Not Just Child’s Play takes on parents’ concerns about aggression and violence

Community education series focusing on youth with special needs begins Nov. 14

By Sandra Gray

UMass Medical School Communications

November 08, 2013
   Candi Hands
  The outstretched hands of the Child and Adolescent Neurodevelopment Initiative logo illustrate its mission to team together to help kids and families.

UMass Medical School is working with a number of community organizations to present a series of programs on youth violence, aggression and bullying, especially for those parenting children with special needs.

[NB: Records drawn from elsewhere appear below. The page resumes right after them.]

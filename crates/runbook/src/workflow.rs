//! The manual, narrated incident workflow.
//!
//! Walks one scenario through the full pipeline: inject the fault, detect
//! it, fetch an AI remediation suggestion, file a ticket, fix, verify,
//! and close the ticket. Each step is gated on ENTER so a human can
//! follow along; `--no-pause` runs straight through.

use std::io::Write as _;
use std::time::Duration;

use anyhow::{bail, Context, Result};
use colored::Colorize;

use crate::diagnostics::DiagnosticsClient;
use crate::report::{extract_details, find_issue, DetectedIssue};
use crate::scenarios::Scenario;
use crate::shell::run_recipe;
use crate::tickets::TicketClient;

/// Knobs for a workflow run.
#[derive(Debug, Clone)]
pub struct WorkflowOptions {
    /// Project key to file the ticket under; the agent's default when absent
    pub project: Option<String>,
    /// Gate each step on ENTER
    pub pause: bool,
    /// Seconds to let the fault manifest before analyzing
    pub settle_secs: u64,
}

impl Default for WorkflowOptions {
    fn default() -> Self {
        Self {
            project: None,
            pause: true,
            settle_secs: 15,
        }
    }
}

fn banner(text: &str) {
    println!("\n{}", "=".repeat(60));
    println!("{}", text.bold());
    println!("{}", "=".repeat(60));
}

fn step(title: &str) {
    println!("\n{}", title.cyan().bold());
    println!("{}", "-".repeat(60));
}

fn pause(options: &WorkflowOptions, next: &str) {
    if !options.pause {
        return;
    }
    print!("\nPress ENTER to continue to {next}...");
    let _ = std::io::stdout().flush();
    let mut line = String::new();
    let _ = std::io::stdin().read_line(&mut line);
}

/// Run the full pipeline for one scenario.
pub async fn run(
    scenario: &Scenario,
    diagnostics: &DiagnosticsClient,
    tickets: &TicketClient,
    options: &WorkflowOptions,
) -> Result<()> {
    banner(&format!("Testing: {}", scenario.name));

    // Step 1: inject the fault and let it manifest.
    step("[Step 1] Creating K8s Issue");
    inject(scenario).await?;

    print!("\n⏳ Waiting for issue to manifest");
    let _ = std::io::stdout().flush();
    for _ in 0..options.settle_secs {
        print!(".");
        let _ = std::io::stdout().flush();
        tokio::time::sleep(Duration::from_secs(1)).await;
    }
    println!(" Done!");

    pause(options, "analysis");

    // Step 2: detect the fault through the diagnostics agent.
    step("[Step 2] Analyzing with K8sGPT Agent");
    let report = diagnostics
        .analyze()
        .await
        .context("cluster analysis failed")?;

    let Some(issue) = find_issue(&report, scenario.expect_name) else {
        println!("{} Specific issue not found in analysis", "❌".red());
        println!("   Expected: {}", scenario.name);
        println!("   Agent found {} other issues", report.results.len());
        println!("\n💡 Possible reasons:");
        println!("   - Issue hasn't manifested yet (wait longer)");
        println!("   - The analyzer doesn't detect this issue type");
        println!("   - Resource name mismatch");
        bail!("cannot proceed without detecting the issue");
    };
    let issue = issue.clone();

    println!(
        "{} Found issue: {} {}",
        "✅".green(),
        issue.kind,
        issue.name
    );
    if let Some(error) = issue.first_error() {
        println!("   Error: {error}");
    }

    pause(options, "get solution");

    // Step 3: fetch the AI remediation suggestion, streaming progress.
    step("[Step 3] Getting Solution from K8sGPT Agent");
    let details = fetch_solution(diagnostics, scenario, &issue).await;
    println!("📥 Recommendation: {}", truncated(&details, 200));

    pause(options, "ticket creation");

    // Step 4: file the ticket.
    step("[Step 4] Creating JIRA Issue");
    let summary = format!("{} {} issue", issue.kind, issue.short_name());
    let description = ticket_description(scenario, &issue, &details, &report.problems);
    let ticket = tickets
        .create(options.project.as_deref(), &summary, &description)
        .await
        .context("ticket creation failed")?;
    println!("{} Ticket created: {}", "✅".green(), ticket.key.bold());

    pause(options, "fix");

    // Step 5: apply the fix recipe.
    step("[Step 5] Applying Fix");
    println!("📤 Command: {}", scenario.fix);
    println!("   Method: {}", scenario.fix_description);
    let fix_outcome = apply_fix(scenario).await?;

    pause(options, "verification");

    // Step 6: verify.
    step("[Step 6] Verifying Fix");
    println!("📤 Check: {}", scenario.verify);
    let verification = verify(scenario, &issue).await?;

    pause(options, "ticket update");

    // Step 7: record the outcome on the ticket.
    step("[Step 7] Updating JIRA");
    tickets
        .comment(
            &ticket.key,
            &fix_comment(scenario, &details, &fix_outcome, &verification),
        )
        .await
        .context("ticket update failed")?;
    println!("{} Ticket updated", "✅".green());

    pause(options, "ticket close");

    // Step 8: close the ticket.
    step("[Step 8] Closing JIRA");
    let resolution = resolution_comment(scenario, &issue, &details, &ticket.key, &verification);
    tickets
        .close(&ticket.key, Some(resolution.as_str()))
        .await
        .context("ticket close failed")?;
    println!("{} Ticket closed: {}", "✅".green(), ticket.key.bold());

    banner("✅ Workflow Complete!");
    Ok(())
}

/// Inject the scenario's fault.
pub async fn inject(scenario: &Scenario) -> Result<()> {
    println!("🔧 Creating: {}", scenario.name);
    let output = run_recipe(scenario.inject)
        .await
        .context("inject recipe failed to run")?;
    if output.success || output.stdout_mentions("created") {
        println!("   {} Created", "✅".green());
        Ok(())
    } else {
        println!("   {} Failed: {}", "❌".red(), output.stderr.trim());
        bail!("could not inject {}", scenario.key);
    }
}

/// Fetch the remediation suggestion, preferring the streaming endpoint
/// and falling back to the synchronous one. A total failure degrades to a
/// placeholder so the workflow can still file and close the ticket.
async fn fetch_solution(
    diagnostics: &DiagnosticsClient,
    scenario: &Scenario,
    issue: &DetectedIssue,
) -> String {
    let kind = if issue.kind.is_empty() {
        scenario.kind
    } else {
        issue.kind.as_str()
    };
    println!("📤 Requesting solution for {kind} (streaming progress)");

    let streamed = diagnostics
        .stream_solution(kind, |elapsed| {
            print!("\r   ⏱️  Elapsed: {elapsed}s - AI model processing...");
            let _ = std::io::stdout().flush();
        })
        .await;

    let solution = match streamed {
        Ok(solution) => {
            println!("\r   {} Analysis complete!{}", "✅".green(), " ".repeat(30));
            Some(solution)
        }
        Err(err) => {
            println!("\r   Streaming failed ({err}), using standard endpoint...");
            match diagnostics.solution(kind).await {
                Ok(solution) => Some(solution),
                Err(err) => {
                    println!("   {} Solution retrieval failed: {err}", "⚠️".yellow());
                    None
                }
            }
        }
    };

    solution.map_or_else(
        || "Manual investigation required".to_string(),
        |text| extract_details(&text, &issue.name),
    )
}

/// Apply the fix recipe, tolerating recipes that report success on
/// stdout while exiting non-zero.
async fn apply_fix(scenario: &Scenario) -> Result<String> {
    let output = run_recipe(scenario.fix)
        .await
        .context("fix recipe failed to run")?;
    if output.success || output.stdout_mentions("deleted") {
        println!("   {} Fixed", "✅".green());
        Ok(format!("Fix applied: {}", scenario.fix))
    } else {
        println!("   {} Fix attempted: {}", "⚠️".yellow(), output.stderr.trim());
        Ok(format!("Fix attempted: {}", scenario.fix))
    }
}

/// Run the verify recipe and narrate the outcome.
async fn verify(scenario: &Scenario, issue: &DetectedIssue) -> Result<String> {
    let output = run_recipe(scenario.verify)
        .await
        .context("verify recipe failed to run")?;
    if output.success {
        if scenario.verifies_removal() {
            println!(
                "   Result: {} '{}' removed from cluster",
                issue.kind,
                issue.short_name()
            );
        } else {
            println!(
                "   Result: {} '{}' is now healthy",
                issue.kind,
                issue.short_name()
            );
        }
        println!("   {} Verified - issue resolved", "✅".green());
        Ok("Verified - issue resolved".to_string())
    } else {
        println!("   {} Still present or verification failed", "⚠️".yellow());
        Ok("Verification incomplete".to_string())
    }
}

fn truncated(text: &str, limit: usize) -> &str {
    if text.len() <= limit {
        return text;
    }
    let mut end = limit;
    while !text.is_char_boundary(end) {
        end -= 1;
    }
    &text[..end]
}

fn ticket_description(
    scenario: &Scenario,
    issue: &DetectedIssue,
    details: &str,
    problems: &Option<u64>,
) -> String {
    let total = problems.map_or_else(|| "unknown".to_string(), |count| count.to_string());
    format!(
        "Issue Type: {name}\n\
         Detected by: K8sGPT Agent\n\n\
         Resource Details:\n\
         - Kind: {kind}\n\
         - Name: {resource}\n\
         - Error: {error}\n\n\
         K8sGPT Recommended Solution:\n{solution}\n\n\
         Note: This issue is specific to {name}. Total cluster issues detected: {total}",
        name = scenario.name,
        kind = issue.kind,
        resource = issue.name,
        error = issue.first_error().unwrap_or("No error details"),
        solution = truncated(details, 800),
    )
}

fn fix_comment(
    scenario: &Scenario,
    details: &str,
    fix_outcome: &str,
    verification: &str,
) -> String {
    format!(
        "Fix Applied by Runbook\n\n\
         📋 Issue: {name}\n\
         💡 K8sGPT Recommendation: {solution}\n\
         🔧 Action Taken: {fix}\n\
         📊 Result: {fix_outcome}\n\
         ✓ Verification: {verification}\n\n\
         🤖 Workflow:\n\
         - Detected by: K8sGPT Agent\n\
         - Solution by: K8sGPT Agent (AI-powered)\n\
         - Fixed by: Runbook (kubectl command)\n\
         - Verified by: Runbook",
        name = scenario.name,
        solution = truncated(details, 300),
        fix = scenario.fix,
    )
}

fn resolution_comment(
    scenario: &Scenario,
    issue: &DetectedIssue,
    details: &str,
    ticket_key: &str,
    verification: &str,
) -> String {
    format!(
        "✅ Issue Resolved\n\n\
         📝 Summary:\n\
         - Issue Type: {name}\n\
         - Resource: {kind} {resource}\n\
         - Root Cause: {cause}\n\n\
         💡 K8sGPT Solution:\n{solution}\n\n\
         🔄 Resolution Workflow:\n\
         1. K8sGPT Agent detected the issue\n\
         2. K8sGPT Agent provided AI-powered solution\n\
         3. JIRA Agent created ticket {ticket_key}\n\
         4. Runbook applied fix: {fix}\n\
         5. Runbook verified resolution\n\
         6. JIRA Agent closed ticket\n\n\
         ✓ Final Status: {verification}",
        name = scenario.name,
        kind = issue.kind,
        resource = issue.short_name(),
        cause = truncated(issue.first_error().unwrap_or("N/A"), 100),
        solution = truncated(details, 400),
        fix = scenario.fix,
    )
}
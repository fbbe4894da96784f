//! Orchestration session — one invocable pipeline per conversation.

use std::sync::Arc;
use std::time::Instant;

use uuid::Uuid;

use crate::assembly::{TaskInputs, TaskProfile, TaskTemplate, WorkerSpec};
use crate::config::Settings;
use crate::engine::{ExecutionRequest, ProcessMode, RawResult, TaskEngine};
use crate::error::{Error, ExecutionError};
use crate::memory::MemorySet;

/// One worker, one task template, three memory tiers, one engine.
///
/// Created once per conversation and reused across turns so memory
/// accumulates. Recreating a session resets nothing on disk; the backing
/// stores persist at their configured paths.
pub struct OrchestrationSession {
    id: Uuid,
    worker: WorkerSpec,
    task: TaskTemplate,
    memory: MemorySet,
    mode: ProcessMode,
    engine: Arc<dyn TaskEngine>,
}

impl OrchestrationSession {
    /// Compose a session and create any missing memory backing files.
    pub fn new(
        worker: WorkerSpec,
        task: TaskTemplate,
        memory: MemorySet,
        engine: Arc<dyn TaskEngine>,
    ) -> Result<Self, Error> {
        memory.ensure_backing()?;
        let id = Uuid::new_v4();
        tracing::info!(session = %id, worker = %worker.role().name, "orchestration session ready");
        Ok(Self {
            id,
            worker,
            task,
            memory,
            mode: ProcessMode::Sequential,
            engine,
        })
    }

    /// Assemble the standard assistant pipeline from captured settings.
    pub fn from_settings(settings: &Settings, engine: Arc<dyn TaskEngine>) -> Result<Self, Error> {
        let worker = WorkerSpec::from_settings(settings)?;
        let task = TaskTemplate::new(TaskProfile::question_handler());
        let memory = MemorySet::from_settings(settings)?;
        Self::new(worker, task, memory, engine)
    }

    pub fn id(&self) -> Uuid {
        self.id
    }

    pub fn worker(&self) -> &WorkerSpec {
        &self.worker
    }

    pub fn memory(&self) -> &MemorySet {
        &self.memory
    }

    pub fn mode(&self) -> ProcessMode {
        self.mode
    }

    /// Run one turn to completion.
    ///
    /// Binds `{question: prompt}` into the task template and hands the
    /// pipeline to the engine. The call blocks its caller for the duration
    /// of the turn; `&mut self` keeps two invocations from ever
    /// interleaving on one session. Any durable memory the engine wrote is
    /// committed by the time this returns. Engine failures propagate with
    /// their cause; retries are a caller policy.
    pub async fn invoke(&mut self, prompt: &str) -> Result<RawResult, ExecutionError> {
        let inputs = TaskInputs::from([("question".to_string(), prompt.to_string())]);
        let task = self.task.render(&inputs);

        tracing::debug!(session = %self.id, task = %task.name, "invoking engine");
        let started = Instant::now();

        let request = ExecutionRequest {
            worker: &self.worker,
            task,
            memory: &self.memory,
            mode: self.mode,
        };
        let result = self
            .engine
            .execute(request)
            .await
            .map_err(ExecutionError::from)?;

        tracing::info!(
            session = %self.id,
            elapsed_ms = started.elapsed().as_millis() as u64,
            "turn complete"
        );
        Ok(result)
    }
}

The first session, “When to be Concerned with Childhood Aggression and What to do About It,” will take place at the Shrewsbury Public Library on Thursday, Nov. 14, from 6:30 to 8:30 p.m.

Presenters Jean Frazier, MD, and Barbara Tylenda, PhD, will clarify how children and adolescents with special needs may or may not be prone to violence any more than typically developing children. Dr. Frazier is the Robert M. and Shirley S. Siff Chair in Autism, professor of psychiatry and pediatrics and vice chair of child and adolescent psychiatry in the Department of Psychiatry at UMMS. Dr. Tylenda is clinical associate professor of psychiatry & human behavior at Brown University’s Alpert School of Medicine.

A panel discussion with audience participation will follow the presentations. Panelists will include representatives from the Autism and Law Enforcement Education Coalition and the Massachusetts Department of Mental Health, as well as a parent of a young man diagnosed with autism.

Community collaborators for the “Not Just Child’s Play” series include child and adolescent psychiatrists, psychologists and child trauma specialists from UMMS and UMass Memorial Health Care; the Autism and Law Enforcement Education Coalition; Autism Resource Center of Central Massachusetts; Wayside Youth & Family Parent Resource Network; Kennedy-Donovan Center; Worcester Public Schools; National Alliance on Mental Illness Massachusetts; and the Massachusetts Parent-Professional Advocacy League.

“From parents in central Massachusetts first voicing the need, to the response from community partners, all have invested time and resources to make the series truly a community event,” said Celia Brown, community liaison for the Child and Adolescent Neurodevelopment Initiative at UMMS.

The program is free and open to the public. Parents of children with special needs in central Massachusetts and the professionals who serve them are especially encouraged to attend. RSVPs to the Autism Resource Center of Central Massachusetts are requested.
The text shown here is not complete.